‘He Said/He Said’: an Incredible Art Show Response to an Ex

Glen Fogel, Why Don't I...Pretend to Be Your Dad?, 2015. (Photo: Courtesy of JTT, New York)

Glen Fogel, Why Don’t I…Pretend to Be Your Dad?, 2015. (Photo: Courtesy of JTT, New York)

Love is a bitch. The fights, the freeze-outs and the ennui can be brutal. But past relationships can sometimes live on in a state of perpetual perfection in our minds.

After a breakup, we start to craft narratives—complete with good guys, bad guys, and a central crisis—even as we’re packing our bags and saying our final goodbyes.

Glen Fogel, like you or me, has lived through terminated relationships, but in his new show at the Lower East Side gallery JTT (at 170a Suffolk Street and up through January 17), the artist directs an ingenious remake of an old lover’s tribute to their 13-year-old affair. Is this exercise masochistic? Maybe. But it’s also a beautifully moving interpretation unlike any other you’ll see.

A detail of Glen Fogel's, Why Don't I...Pretend to Be Your Dad?, 2015. (Photo: Courtesy of JTT, New York)

A detail of Glen Fogel’s, Why Don’t I…Pretend to Be Your Dad?, 2015. (Photo: Courtesy of JTT, New York)

The centerpiece of the show, a sound and video projection titled Why Don’t I… Pretend to Be Your Dad?, is a romantic retort of sorts. It is Mr. Fogel’s personal reclaiming of a relationship that was first immortalized by his former fling, a film director who turned their brief relationship into a cult classic.

“Earlier this year a mutual friend told me that you had in fact based the film on our encounter,” Mr. Fogel says in an email to the director that doubles as the show’s press release. Upon learning this, Mr. Fogel did what practically no one would do: make an artwork out of his ex-boyfriend’s film about their relationship.

The piece is projected from both sides of the darkly lit gallery, so that as you read one character’s dialogue in script across black glass, you also see the other character’s dialogue in reverse on a second glass partition.

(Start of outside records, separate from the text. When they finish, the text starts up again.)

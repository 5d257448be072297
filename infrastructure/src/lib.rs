//! Infrastructure layer for llm-council
//!
//! This crate contains adapters that implement the ports defined
//! in the application layer, including configuration file loading.

pub mod config;
pub mod logging;
pub mod ollama;

// Re-export commonly used types
pub use config::{
    ConfigError, ConfigLoader, FileBehaviorConfig, FileChairmanConfig, FileConfig,
    FileCouncilConfig, FileLoggingConfig, FileMemberConfig, FileOutputConfig, FileOutputFormat,
    FileReplConfig, FileServerConfig,
};
pub use logging::JsonlConversationLogger;
pub use ollama::OllamaGateway;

All of the dialogue is edited from the original film (which the artist did not name in the press release, and he only gave the director’s first name: Andrew). The video is synchronized with lighting changes (the room turns blue, purple or red at certain points in the dialogue) as well as instrumental versions of popular love songs that break up the pained discussion between the two characters “Glen” and “Andrew” (Andrew is the actual name of the director that Mr. Fogel uses in the piece eschewing the anonymous “Russ” that stars in the film version.)

It’s a powerful rebuttal, ironically of such artifice, that it sears all of the senses with one’s own memories of failed loves.

Glen Fogel, Man Quilt #5 (), Paul Betenly dark gray wedding suit, super fine wool suiting, acoustic foam 58 x 47 inches

Glen Fogel, Man Quilt #6 (Lucas), Paul Betenly dark gray wedding suit, super fine wool suiting, acoustic foam
58 x 47 inches

Surrounding this tour de force is a series of gridded “paintings”, which are actually comprised of stitched-together pieces of formal wear from important men in Mr. Fogel’s life.

For works like Man Quilt #6 (Lucas), 2015, Mr. Fogel asked one of his ex-boyfriends if he could use his wedding suit (he married someone else after their relationship) to make one of these grids. The result is a somber dirge that mourns a man of the past; a funerary Agnes Martin/Gee’s Bend mashup (unbelievably, the former paramour said ‘yes’ to the request.)

This is just one example of the lengths to which this artist will go to in order to concretize both his past loves and the man he is because of them; be it in video, painting, quilting, or found object work.

Formally, all of Mr. Fogel’s works tend to have a hands-off approach (the construction is usually jobbed out), but this exhibition rivals even Jeff Koons on those terms. 

In fact the artist shares some similarities with Mr. Koons, another artist who had originally spoken of love—and lust—through a veiled consumer language (the vacuum cleaner as hermaphrodite, the basketballs as a pair of breasts, etc.) But Mr. Fogel is of a generation that naturally employs a spectrum of industries for the purpose of making art. His process is not a conceptual ideology, but simply the most modern means for making a deeply personal art.

The ex-lovers from 11 years ago. (Photo: Courtesy of the artist and JTT)

The ex-lovers from 13 years ago. (Photo: Courtesy of the artist and JTT)

But the real question is: what did the artist’s ex think of the show?

Perhaps we’ll never know. But for Mr. Fogel, life starts to imitate art when, upon completing his ritual installation, he emails his former lover with an invitation, stating, “…in the film, you promise Glen that you will come to his exhibition of this work. Will you keep your promise?”